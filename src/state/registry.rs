use std::collections::HashMap;

use crate::error::LookupError;

/// Calgary high schools in enrollment-table order.
const SCHOOLS: [(u32, &str); 20] = [
    (1224, "Centennial High School"),
    (1679, "Robert Thirsk School"),
    (9626, "Louise Dean School"),
    (9806, "Queen Elizabeth High School"),
    (9813, "Forest Lawn High School"),
    (9815, "Crescent Heights High School"),
    (9816, "Western Canada High School"),
    (9823, "Central Memorial High School"),
    (9825, "James Fowler High School"),
    (9826, "Ernest Manning High School"),
    (9829, "William Aberhart High School"),
    (9830, "National Sport School"),
    (9836, "Henry Wise Wood High School"),
    (9847, "Bowness High School"),
    (9850, "Lord Beaverbrook High School"),
    (9856, "Jack James High School"),
    (9857, "Sir Winston Churchill High School"),
    (9858, "Dr. E. P. Scarlett High School"),
    (9860, "John G Diefenbaker High School"),
    (9865, "Lester B. Pearson High School"),
];

/// A registry entry resolved from user input.
#[derive(Debug, Clone, Copy, PartialEq, Eq)]
pub struct School {
    pub code: u32,
    pub name: &'static str,
    /// Position on the enrollment table's school axis.
    pub offset: usize,
}

/// Fixed, ordered mapping from school code to name.
#[derive(Debug, Clone)]
pub struct SchoolRegistry {
    schools: Vec<School>,
    by_code: HashMap<u32, usize>,
}

impl SchoolRegistry {
    pub fn new() -> Self {
        let schools: Vec<School> = SCHOOLS
            .iter()
            .enumerate()
            .map(|(offset, &(code, name))| School { code, name, offset })
            .collect();
        let by_code = schools.iter().map(|s| (s.code, s.offset)).collect();
        Self { schools, by_code }
    }

    pub fn len(&self) -> usize {
        self.schools.len()
    }

    pub fn iter(&self) -> impl Iterator<Item = &School> {
        self.schools.iter()
    }

    pub fn by_code(&self, code: u32) -> Option<&School> {
        self.by_code.get(&code).map(|&offset| &self.schools[offset])
    }

    /// Exact, case-insensitive name match.
    pub fn by_name(&self, name: &str) -> Option<&School> {
        let wanted = name.to_lowercase();
        self.iter().find(|s| s.name.to_lowercase() == wanted)
    }

    /// Resolve a code (all digits) or a school name.
    pub fn resolve(&self, identifier: &str) -> Result<School, LookupError> {
        let found = if !identifier.is_empty() && identifier.chars().all(|c| c.is_ascii_digit()) {
            identifier.parse::<u32>().ok().and_then(|code| self.by_code(code))
        } else {
            self.by_name(identifier)
        };

        match found {
            Some(school) => {
                tracing::debug!("Resolved {:?} to {} ({})", identifier, school.name, school.code);
                Ok(*school)
            }
            None => Err(LookupError::NotFound {
                identifier: identifier.to_string(),
            }),
        }
    }
}

impl Default for SchoolRegistry {
    fn default() -> Self {
        Self::new()
    }
}
pub mod console;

• [WHAT YOU ARE ASKED TO DO]:
Working from the material above, restate word for word the lines between the line with "self.schools.len()" and the line with "pub fn resolve(&self, identifier: &str)", both included, and only those.

• [RESPONSE FOR THIS EXERCISE]:
        self.schools.len()
    }

    pub fn iter(&self) -> impl Iterator<Item = &School> {
        self.schools.iter()
    }

    pub fn by_code(&self, code: u32) -> Option<&School> {
        self.by_code.get(&code).map(|&offset| &self.schools[offset])
    }

    /// Exact, case-insensitive name match.
    pub fn by_name(&self, name: &str) -> Option<&School> {
        let wanted = name.to_lowercase();
        self.iter().find(|s| s.name.to_lowercase() == wanted)
    }

    /// Resolve a code (all digits) or a school name.
    pub fn resolve(&self, identifier: &str) -> Result<School, LookupError> {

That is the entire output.